Con una franqueza vigorizante que recuerda a otro hijo realista de Italia (Maquiavelo, en “El Príncipe”), Boccia dice: Hacer que las recomendaciones de la comisión sean autoejecutables sin que el Congreso tenga que respaldarlas es necesario para dar a los legisladores “cobertura política para oponerse abiertamente a las reformas”. “Vital para el interés nacional pero imposible de implementar mediante procedimientos normales.
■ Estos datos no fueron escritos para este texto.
//! Filesystem and descriptor wrappers.

use orion_abi::syscall as nr;
use orion_abi::syscall::DirListRequest;

use super::process::CStrBuf;
use super::raw::{sys_call1, sys_call3};

pub fn sys_open(path: &str) -> i32 {
    let c = CStrBuf::new(path);
    sys_call1(nr::SYS_OPEN, c.ptr()) as i32
}

pub fn sys_read(fd: i32, buf: &mut [u8]) -> i32 {
    sys_call3(
        nr::SYS_READ,
        fd as u32,
        buf.len() as u32,
        buf.as_mut_ptr() as u32,
    ) as i32
}

pub fn sys_write(fd: i32, buf: &[u8]) -> i32 {
    sys_call3(
        nr::SYS_WRITE,
        fd as u32,
        buf.len() as u32,
        buf.as_ptr() as u32,
    ) as i32
}

pub fn sys_close(fd: i32) -> i32 {
    sys_call1(nr::SYS_CLOSE, fd as u32) as i32
}

pub fn sys_ls(path: Option<&str>) {
    match path {
        Some(p) => {
            let c = CStrBuf::new(p);
            sys_call1(nr::SYS_LS, c.ptr());
        }
        None => {
            sys_call1(nr::SYS_LS, 0);
        }
    }
}

pub fn sys_cat(path: &str) -> bool {
    let c = CStrBuf::new(path);
    sys_call1(nr::SYS_CAT, c.ptr()) != 0
}

pub fn sys_chdir(path: &str) -> bool {
    let c = CStrBuf::new(path);
    sys_call1(nr::SYS_CHDIR, c.ptr()) != 0
}

pub fn sys_note(path: &str) -> bool {
    let c = CStrBuf::new(path);
    sys_call1(nr::SYS_NOTE, c.ptr()) != 0
}

pub fn sys_disk(cmd: &str) -> bool {
    let c = CStrBuf::new(cmd);
    sys_call1(nr::SYS_DISK, c.ptr()) != 0
}

/// Enumerate a directory into caller buffers; returns the entry count or
/// a negative error.
pub fn sys_dir_list(
    path: Option<&str>,
    names: &mut [u8],
    is_dir: &mut [u8],
    name_len: u32,
) -> i32 {
    let max_entries = is_dir.len() as u32;
    let c = path.map(CStrBuf::new);
    let req = DirListRequest {
        path_ptr: c.as_ref().map_or(0, |c| c.ptr()),
        names_ptr: names.as_mut_ptr() as u32,
        is_dir_ptr: is_dir.as_mut_ptr() as u32,
        max_entries,
        name_len,
    };
    sys_call1(nr::SYS_DIR_LIST, &req as *const _ as u32) as i32
}
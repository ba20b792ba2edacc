//! Multiboot2 boot-information consumption.
//!
//! Four tags matter: the command line, modules (candidate
//! ramdisk images), the memory map (RAM sizing for the heap), and the
//! framebuffer (type 1, 24/32 bpp).

use multiboot2::{BootInformation, BootInformationHeader};

use orion_lib::string::find;
use orion_lib::{IrqMutex, klog_info, klog_warn};
use orion_mm::paging;

const CMDLINE_MAX: usize = 256;

#[derive(Clone, Copy)]
pub struct BootFacts {
    pub cmdline: [u8; CMDLINE_MAX],
    pub cmdline_len: usize,
    pub ram_bytes: u64,
    pub ramdisk_module: Option<(u32, u32)>,
    pub framebuffer: Option<(u64, u32, u32, u32, u32)>,
}

impl BootFacts {
    const fn empty() -> Self {
        Self {
            cmdline: [0; CMDLINE_MAX],
            cmdline_len: 0,
            ram_bytes: 64 * 1024 * 1024,
            ramdisk_module: None,
            framebuffer: None,
        }
    }

    pub fn cmdline_str(&self) -> &str {
        core::str::from_utf8(&self.cmdline[..self.cmdline_len]).unwrap_or("")
    }
}

static FACTS: IrqMutex<BootFacts> = IrqMutex::new(BootFacts::empty());

pub fn boot_facts() -> BootFacts {
    *FACTS.lock()
}

/// A module is the ramdisk when its cmdline names one, or as the first
/// unnamed module otherwise.
fn module_is_ramdisk(cmdline: &str, already_found: bool) -> bool {
    if cmdline.is_empty() {
        return !already_found;
    }
    let bytes = cmdline.as_bytes();
    find(bytes, b"ramd").is_some()
        || find(bytes, b"ramdisk").is_some()
        || find(bytes, b"initrd").is_some()
        || find(bytes, b"initramfs").is_some()
}

/// Parse the tag list at `mb_ptr`. Must run before paging is switched so
/// the bootloader structures are still reachable where GRUB left them.
///
/// # Safety
///
/// `mb_ptr` must be the Multiboot2 information pointer handed over in
/// `ebx` at entry.
pub unsafe fn parse(mb_ptr: u32) {
    let info = match BootInformation::load(mb_ptr as *const BootInformationHeader) {
        Ok(info) => info,
        Err(_) => {
            klog_warn!("MB2: no multiboot info!");
            return;
        }
    };

    let mut facts = BootFacts::empty();

    if let Some(tag) = info.command_line_tag() {
        if let Ok(cmdline) = tag.cmdline() {
            let len = cmdline.len().min(CMDLINE_MAX);
            facts.cmdline[..len].copy_from_slice(&cmdline.as_bytes()[..len]);
            facts.cmdline_len = len;
            klog_info!("MB2: cmdline: {}", cmdline);
        }
    }

    if let Some(tag) = info.memory_map_tag() {
        let mut top: u64 = 0;
        for area in tag.memory_areas() {
            let end = area.start_address() + area.size();
            if end > top {
                top = end;
            }
        }
        if top > 0 {
            facts.ram_bytes = top;
        }
        klog_info!("MB2: {} MiB of RAM mapped", facts.ram_bytes / (1024 * 1024));
    }

    for module in info.module_tags() {
        let cmdline = module.cmdline().unwrap_or("");
        if module_is_ramdisk(cmdline, facts.ramdisk_module.is_some()) {
            facts.ramdisk_module = Some((module.start_address(), module.end_address()));
            klog_info!(
                "MB2: module: {} ({:#010x}-{:#010x})",
                cmdline,
                module.start_address(),
                module.end_address()
            );
        }
    }

    match info.framebuffer_tag() {
        Some(Ok(tag)) => {
            let bpp = tag.bpp() as u32;
            if bpp == 24 || bpp == 32 {
                facts.framebuffer = Some((
                    tag.address(),
                    tag.width(),
                    tag.height(),
                    tag.pitch(),
                    bpp,
                ));
                klog_info!("MB2: framebuffer {}x{} {} bpp", tag.width(), tag.height(), bpp);
            } else {
                klog_warn!("MB2: framebuffer bpp {} unsupported", bpp);
            }
        }
        _ => klog_warn!("MB2: no usable framebuffer tag"),
    }

    *FACTS.lock() = facts;
}

/// Map the discovered framebuffer (WC when the PAT allows) and hand it to
/// the video layer.
pub fn adopt_framebuffer() {
    let facts = boot_facts();
    let Some((addr, width, height, pitch, bpp)) = facts.framebuffer else {
        return;
    };
    let size = pitch as u64 * height as u64;
    if !paging::map_device_range(addr, size) {
        klog_warn!("MB2: framebuffer mapping failed");
        return;
    }
    orion_video::fb::set_framebuffer(addr, width, height, pitch, bpp);
}
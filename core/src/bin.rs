//! Flat-binary loader and builtin program registry.
//!
//! `.sys` images are position-independent flat binaries: the file is read
//! into an owned buffer and entered at its first byte. Programs compiled
//! into the kernel image (shell, GUI server, explorer) register their entry
//! points here so the same paths work before any disk carries binaries.

use alloc::boxed::Box;
use alloc::vec;
use alloc::vec::Vec;

use orion_lib::{IrqMutex, klog_info};

use crate::proc;

const MAX_BUILTINS: usize = 16;
const BUILTIN_PATH_MAX: usize = 64;

#[derive(Clone, Copy)]
struct Builtin {
    path: [u8; BUILTIN_PATH_MAX],
    entry: u32,
}

impl Builtin {
    const fn empty() -> Self {
        Self {
            path: [0; BUILTIN_PATH_MAX],
            entry: 0,
        }
    }
}

static BUILTINS: IrqMutex<[Builtin; MAX_BUILTINS]> =
    IrqMutex::new([Builtin::empty(); MAX_BUILTINS]);

/// Register a compiled-in program under `path`. Called by the userland
/// crate at init.
pub fn register_builtin(path: &str, entry: u32) -> bool {
    let mut table = BUILTINS.lock();
    for slot in table.iter_mut() {
        if slot.entry == 0 {
            orion_lib::string::copy_into_padded(&mut slot.path, path.as_bytes());
            slot.entry = entry;
            return true;
        }
    }
    false
}

fn builtin_entry(path: &str) -> Option<u32> {
    let table = BUILTINS.lock();
    table
        .iter()
        .find(|b| {
            b.entry != 0
                && orion_lib::string::eq_ignore_ascii_case(
                    orion_lib::string::bytes_as_str(&b.path).as_bytes(),
                    path.as_bytes(),
                )
        })
        .map(|b| b.entry)
}

/// A resolved program: where to enter and what memory it owns.
pub struct LoadedImage {
    pub entry: u32,
    pub image: Option<Box<[u8]>>,
    pub load_base: u32,
}

#[derive(Clone, Copy, Debug, PartialEq, Eq)]
pub enum LoadError {
    NotFound,
    NotExecutable,
    NoMemory,
}

/// Resolve `path` to something runnable: a builtin entry, else a flat
/// binary read whole from the mounted filesystem.
pub fn bin_load_image(path: &str) -> Result<LoadedImage, LoadError> {
    if let Some(entry) = builtin_entry(path) {
        return Ok(LoadedImage {
            entry,
            image: None,
            load_base: 0,
        });
    }

    if !orion_fs::fscmd::exists(path) {
        return Err(LoadError::NotFound);
    }
    let size = orion_fs::fscmd::get_file_size(path);
    if size == 0 {
        return Err(LoadError::NotExecutable);
    }

    let mut image = vec![0u8; size as usize].into_boxed_slice();
    let got = orion_fs::fscmd::read_file_by_name(path, &mut image);
    if got <= 0 || got as u32 != size {
        return Err(LoadError::NotExecutable);
    }

    let load_base = image.as_ptr() as u32;
    Ok(LoadedImage {
        entry: load_base,
        image: Some(image),
        load_base,
    })
}

/// Spawn a process from `path` with an owned argv. Returns the pid, or
/// `None` — callers translate that to the 0-on-failure spawn contract.
pub fn bin_create_process(
    path: &str,
    argv: Vec<Box<[u8]>>,
    foreground: bool,
) -> Option<u32> {
    let loaded = match bin_load_image(path) {
        Ok(l) => l,
        Err(e) => {
            klog_info!("BIN: load of {} failed: {:?}", path, e);
            return None;
        }
    };

    let name = orion_fs::path::file_name(path).unwrap_or(path);
    proc::proc_create_user(
        name,
        loaded.entry,
        loaded.image,
        loaded.load_base,
        argv,
        foreground,
    )
}
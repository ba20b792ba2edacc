pub mod keyboard;
pub mod mouse;

use orion_lib::io::io_wait;
use orion_lib::ports::{PS2_COMMAND, PS2_STATUS};

/// Spin until the controller accepts another command byte.
pub(crate) fn wait_input_clear() {
    for _ in 0..10_000 {
        let status = unsafe { PS2_STATUS.read() };
        if status & 0x02 == 0 {
            return;
        }
        io_wait();
    }
}

/// Spin until output data is available.
pub(crate) fn wait_output_full() {
    for _ in 0..10_000 {
        let status = unsafe { PS2_STATUS.read() };
        if status & 0x01 != 0 {
            return;
        }
        io_wait();
    }
}

pub(crate) fn controller_command(cmd: u8) {
    wait_input_clear();
    unsafe { PS2_COMMAND.write(cmd) };
}
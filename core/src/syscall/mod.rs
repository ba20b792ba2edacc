pub mod common;
pub mod decode;
pub mod dispatch;
pub mod fs_handlers;
pub mod process_handlers;
pub mod raw;
pub mod ui_handlers;
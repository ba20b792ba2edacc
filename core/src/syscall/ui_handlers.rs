//! Console, framebuffer, input, and GUI IPC syscalls.

use orion_abi::gui::GuiMessage;
use orion_abi::syscall::{FbRect, FbText, MouseState, SYS_FB_TEXT_TRANSPARENT};
use orion_lib::TrapFrame;
use orion_lib::cpu;
use orion_lib::services::{CONSOLE, FRAMEBUFFER, INPUT, PLATFORM, SPEAKER};

use crate::gui;
use crate::proc::{proc_current_pid, proc_pid_alive};

use super::common::{copy_path, copy_struct_in, copy_struct_out, ret, ret_fault};

/// SYS_KPRINT: append to the console under the IRQ-safe lock.
pub fn sys_kprint(frame: &mut TrapFrame, text_ptr: u32) {
    if text_ptr == 0 {
        ret(frame, 0);
        return;
    }
    let Some(text) = copy_path(text_ptr) else {
        ret_fault(frame);
        return;
    };
    let flags = cpu::save_flags_cli();
    orion_lib::console::kprint(text.as_str());
    cpu::restore_flags(flags);
    ret(frame, 1);
}

pub fn sys_clear_screen(frame: &mut TrapFrame) {
    orion_lib::console::clear_screen();
    ret(frame, 1);
}

pub fn sys_beep(frame: &mut TrapFrame, hz: u32, ms: u32) {
    if let Some(speaker) = SPEAKER.get() {
        (speaker.beep)(hz, ms);
    }
    ret(frame, 1);
}

/// Restart the current syscall: back the saved eip over the two-byte
/// `int imm8`, hand the CPU to anyone ready, and let the caller re-trap.
/// This is how "blocking" key reads block the caller without starving the
/// rest of the table.
fn restart_and_yield(frame: &mut TrapFrame) {
    frame.eip = frame.eip.wrapping_sub(2);
    crate::proc::proc_schedule(frame, true);
    // Still the chosen context (no pivot armed): let an interrupt land
    // before re-trapping instead of spinning on the vector.
    if crate::proc::SCHED_NEXT_ESP.load(core::sync::atomic::Ordering::Relaxed) == 0 {
        orion_lib::cpu::sti_halt();
    }
}

pub fn sys_pause(frame: &mut TrapFrame) {
    let key = INPUT.get().map_or(0, |input| (input.getkey_nonblock)());
    if key == 0 {
        restart_and_yield(frame);
        return;
    }
    ret(frame, 1);
}

/// SYS_GETKEY: blocking; the key comes back in `ecx` (historical quirk).
pub fn sys_getkey(frame: &mut TrapFrame) {
    let key = INPUT.get().map_or(0, |input| (input.getkey_nonblock)());
    if key == 0 && INPUT.get().is_some() {
        restart_and_yield(frame);
        return;
    }
    frame.ecx = key;
}

pub fn sys_getkey_nonblock(frame: &mut TrapFrame) {
    let key = INPUT.get().map_or(0, |input| (input.getkey_nonblock)());
    ret(frame, key);
}

pub fn sys_reboot(frame: &mut TrapFrame) {
    if let Some(platform) = PLATFORM.get() {
        (platform.reboot)();
    }
    ret(frame, 0);
}

pub fn sys_get_cursor_offset(frame: &mut TrapFrame) {
    let offset = CONSOLE.get().map_or(0, |c| (c.get_cursor_offset)());
    ret(frame, offset as u32);
}

pub fn sys_set_cursor_offset(frame: &mut TrapFrame, offset: i32) {
    if let Some(console) = CONSOLE.get() {
        let max = (console.cols)() * (console.rows)() * 2;
        let clamped = if offset < 0 {
            0
        } else if offset >= max {
            if max > 1 { max - 2 } else { 0 }
        } else {
            offset
        };
        (console.set_cursor_offset)(clamped);
    }
    ret(frame, 0);
}

pub fn sys_cursor_visible(frame: &mut TrapFrame, visible: bool) {
    if let Some(console) = CONSOLE.get() {
        (console.set_cursor_visible)(visible);
    }
    ret(frame, 1);
}

// ---------------------------------------------------------------------------
// Framebuffer + mouse (GUI server surface)
// ---------------------------------------------------------------------------

pub fn sys_fb_info(frame: &mut TrapFrame, out_ptr: u32) {
    let Some(fb) = FRAMEBUFFER.get() else {
        ret(frame, 0);
        return;
    };
    let Some(info) = (fb.info)() else {
        ret(frame, 0);
        return;
    };
    if out_ptr == 0 || !copy_struct_out(out_ptr, &info) {
        ret(frame, 0);
        return;
    }
    ret(frame, 1);
}

pub fn sys_fb_fill_rect(frame: &mut TrapFrame, rect_ptr: u32) {
    let (Some(fb), Some(rect)) = (FRAMEBUFFER.get(), copy_struct_in::<FbRect>(rect_ptr)) else {
        ret(frame, 0);
        return;
    };
    (fb.fill_rect)(rect.x, rect.y, rect.w, rect.h, rect.color);
    ret(frame, 1);
}

pub fn sys_fb_draw_text(frame: &mut TrapFrame, text_ptr: u32) {
    let (Some(fb), Some(req)) = (FRAMEBUFFER.get(), copy_struct_in::<FbText>(text_ptr)) else {
        ret(frame, 0);
        return;
    };
    if req.text_ptr == 0 {
        ret(frame, 0);
        return;
    }
    let Some(text) = copy_path(req.text_ptr) else {
        ret(frame, 0);
        return;
    };
    let transparent = req.flags & SYS_FB_TEXT_TRANSPARENT != 0;
    (fb.draw_text)(
        req.x,
        req.y,
        text.as_str().as_bytes(),
        req.fg,
        req.bg,
        transparent,
    );
    ret(frame, 1);
}

pub fn sys_mouse_state(frame: &mut TrapFrame, out_ptr: u32) {
    let Some(input) = INPUT.get() else {
        ret(frame, 0);
        return;
    };
    let state: MouseState = (input.mouse_state)();
    if out_ptr == 0 || !copy_struct_out(out_ptr, &state) {
        ret(frame, 0);
        return;
    }
    ret(frame, 1);
}

pub fn sys_mouse_draw(frame: &mut TrapFrame, visible: bool) {
    if let Some(input) = INPUT.get() {
        (input.mouse_set_draw)(visible);
    }
    ret(frame, 1);
}

// ---------------------------------------------------------------------------
// GUI IPC
// ---------------------------------------------------------------------------

/// SYS_GUI_BIND: elect the caller as the single server, unless a live
/// server already holds the seat.
pub fn sys_gui_bind(frame: &mut TrapFrame) {
    let pid = proc_current_pid();
    ret(frame, gui::bind(pid, proc_pid_alive) as u32);
}

/// SYS_GUI_SEND: push a caller-owned copy; the kernel stamps the sender
/// pid. A full queue drops the message and returns 0.
pub fn sys_gui_send(frame: &mut TrapFrame, msg_ptr: u32) {
    if gui::server_pid() == 0 {
        ret(frame, 0);
        return;
    }
    let Some(msg) = copy_struct_in::<GuiMessage>(msg_ptr) else {
        ret(frame, 0);
        return;
    };
    ret(frame, gui::send(proc_current_pid(), msg) as u32);
}

/// SYS_GUI_RECV: server-only pop into a caller-owned buffer. The buffer is
/// validated before the pop so a bad pointer cannot lose a message.
pub fn sys_gui_recv(frame: &mut TrapFrame, msg_ptr: u32) {
    if msg_ptr == 0
        || orion_mm::user_copy::validate_user_buffer(
            msg_ptr,
            core::mem::size_of::<GuiMessage>() as u32,
        )
        .is_err()
    {
        ret(frame, 0);
        return;
    }
    let Some(mut msg) = gui::recv(proc_current_pid()) else {
        ret(frame, 0);
        return;
    };
    // Inline text always crosses back NUL-terminated.
    let last = msg.text.len() - 1;
    msg.text[last] = 0;
    if !copy_struct_out(msg_ptr, &msg) {
        ret(frame, 0);
        return;
    }
    ret(frame, 1);
}
#![no_std]
#![allow(unsafe_op_in_unsafe_fn)]

extern crate alloc;

pub mod bin;
pub mod fd;
pub mod gui;
pub mod idle;
pub mod proc;
pub mod syscall;

pub mod gui_tests;
pub mod sched_tests;

pub use proc::{SCHED_NEXT_ESP, scheduler_on_timer_tail};
pub use syscall::dispatch::syscall_handle;
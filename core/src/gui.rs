//! GUI server seat and message queue.
//!
//! One process binds as the server; everyone else pushes [`GuiMessage`]
//! values through a bounded ring the kernel owns. The sender pid is stamped
//! here — the payload's field is overwritten whatever the client put in it.
//! Overflow drops the message and returns failure to the sender.

use orion_abi::gui::{GUI_QUEUE_MAX, GuiMessage};
use orion_lib::{IrqMutex, RingBuffer};

struct GuiState {
    server_pid: u32,
    queue: RingBuffer<GuiMessage, GUI_QUEUE_MAX>,
}

static STATE: IrqMutex<GuiState> = IrqMutex::new(GuiState {
    server_pid: 0,
    queue: RingBuffer::new_with(GuiMessage::empty()),
});

/// Elect `pid` as the server. Fails while a different, still-live server
/// holds the seat; rebinding flushes the queue.
pub fn bind(pid: u32, server_alive: impl Fn(u32) -> bool) -> bool {
    let mut state = STATE.lock();
    if state.server_pid != 0 && state.server_pid != pid && server_alive(state.server_pid) {
        return false;
    }
    state.server_pid = pid;
    state.queue.reset();
    true
}

pub fn server_pid() -> u32 {
    STATE.lock().server_pid
}

/// Drop the seat if `pid` holds it (process exit/kill path).
pub fn release_if_server(pid: u32) {
    let mut state = STATE.lock();
    if state.server_pid == pid {
        state.server_pid = 0;
        state.queue.reset();
    }
}

/// Queue a message from `sender_pid`. Fails when no server is bound or the
/// queue is full — the sender may retry after yielding.
pub fn send(sender_pid: u32, mut msg: GuiMessage) -> bool {
    let mut state = STATE.lock();
    if state.server_pid == 0 {
        return false;
    }
    msg.sender_pid = sender_pid;
    state.queue.try_push(msg)
}

/// Pop the next message; only the bound server may drain.
pub fn recv(pid: u32) -> Option<GuiMessage> {
    let mut state = STATE.lock();
    if state.server_pid != pid {
        return None;
    }
    state.queue.try_pop()
}

pub fn queue_len() -> u32 {
    STATE.lock().queue.len()
}
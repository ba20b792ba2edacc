//! Path normalisation for the shell-visible current directory.
//!
//! `normalize(base, input)` resolves `input` against `base`: absolute paths
//! restart at `/`, `.` is dropped, `..` pops one component, and repeated
//! separators collapse. The result always starts with `/` and carries no
//! trailing separator (except the root itself).

use alloc::string::String;
use alloc::vec::Vec;

pub fn normalize(base: &str, input: &str) -> String {
    let mut parts: Vec<&str> = Vec::new();

    if !input.starts_with('/') {
        for comp in base.split('/') {
            push_component(&mut parts, comp);
        }
    }
    for comp in input.split('/') {
        push_component(&mut parts, comp);
    }

    if parts.is_empty() {
        return String::from("/");
    }
    let mut out = String::new();
    for part in parts {
        out.push('/');
        out.push_str(part);
    }
    out
}

fn push_component<'a>(parts: &mut Vec<&'a str>, comp: &'a str) {
    match comp {
        "" | "." => {}
        ".." => {
            parts.pop();
        }
        other => parts.push(other),
    }
}

/// Split a normalized path into its components.
pub fn components(path: &str) -> impl Iterator<Item = &str> {
    path.split('/').filter(|c| !c.is_empty() && *c != ".")
}

/// Final component of a path, if any.
pub fn file_name(path: &str) -> Option<&str> {
    components(path).last()
}

/// Everything before the final component; `/` when there is none.
pub fn parent(path: &str) -> &str {
    match path.rfind('/') {
        Some(0) | None => "/",
        Some(idx) => &path[..idx],
    }
}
¿Existe una paradoja de la soberanía? ¿Puede una legislatura, ejerciendo su poder soberano de legislar, promulgar una ley que se despoja de su poder legislativo? El Congreso frecuentemente hace esto esencialmente otorgando a las agencias ejecutivas una discreción tan amplia que podría decirse que viola la “doctrina de no delegación”. Es decir, delega esencialmente poder legislativo, en violación de la primera palabra sustancial de la Constitución, la primera después del preámbulo: “Todos los poderes legislativos aquí otorgados recaerán en un Congreso” (énfasis añadido).

Boccia señala que el senador John McCain apoyó el mecanismo BRAC aunque, dijo, “el Congreso probablemente haya abdicado de sus responsabilidades”. La cruda realidad, dijo, es que el Congreso es “incapaz de actuar de otra manera”. Y Boccia sabe que lo que estaba en juego en el cierre de bases era insignificante en comparación con lo que estaba en juego en la reforma de las prestaciones sociales, respecto de la cual el Congreso está abdicando de responsabilidad.

Adoptar la recomendación de Boccia – “un nuevo mecanismo para forzar la acción” – sería un reconocimiento admirable por parte del Congreso de una debilidad inadmirable. Llámelo la medida de Odiseo:

Confesando su debilidad ante la tentación de las voces de las sirenas, Odiseo dijo a la tripulación de su barco: “Atadme para mantenerme erguido en el mástil, atado con una cuerda. Si te suplico y ordeno que me liberes, debes aumentar aún más mis ataduras y cadenas”.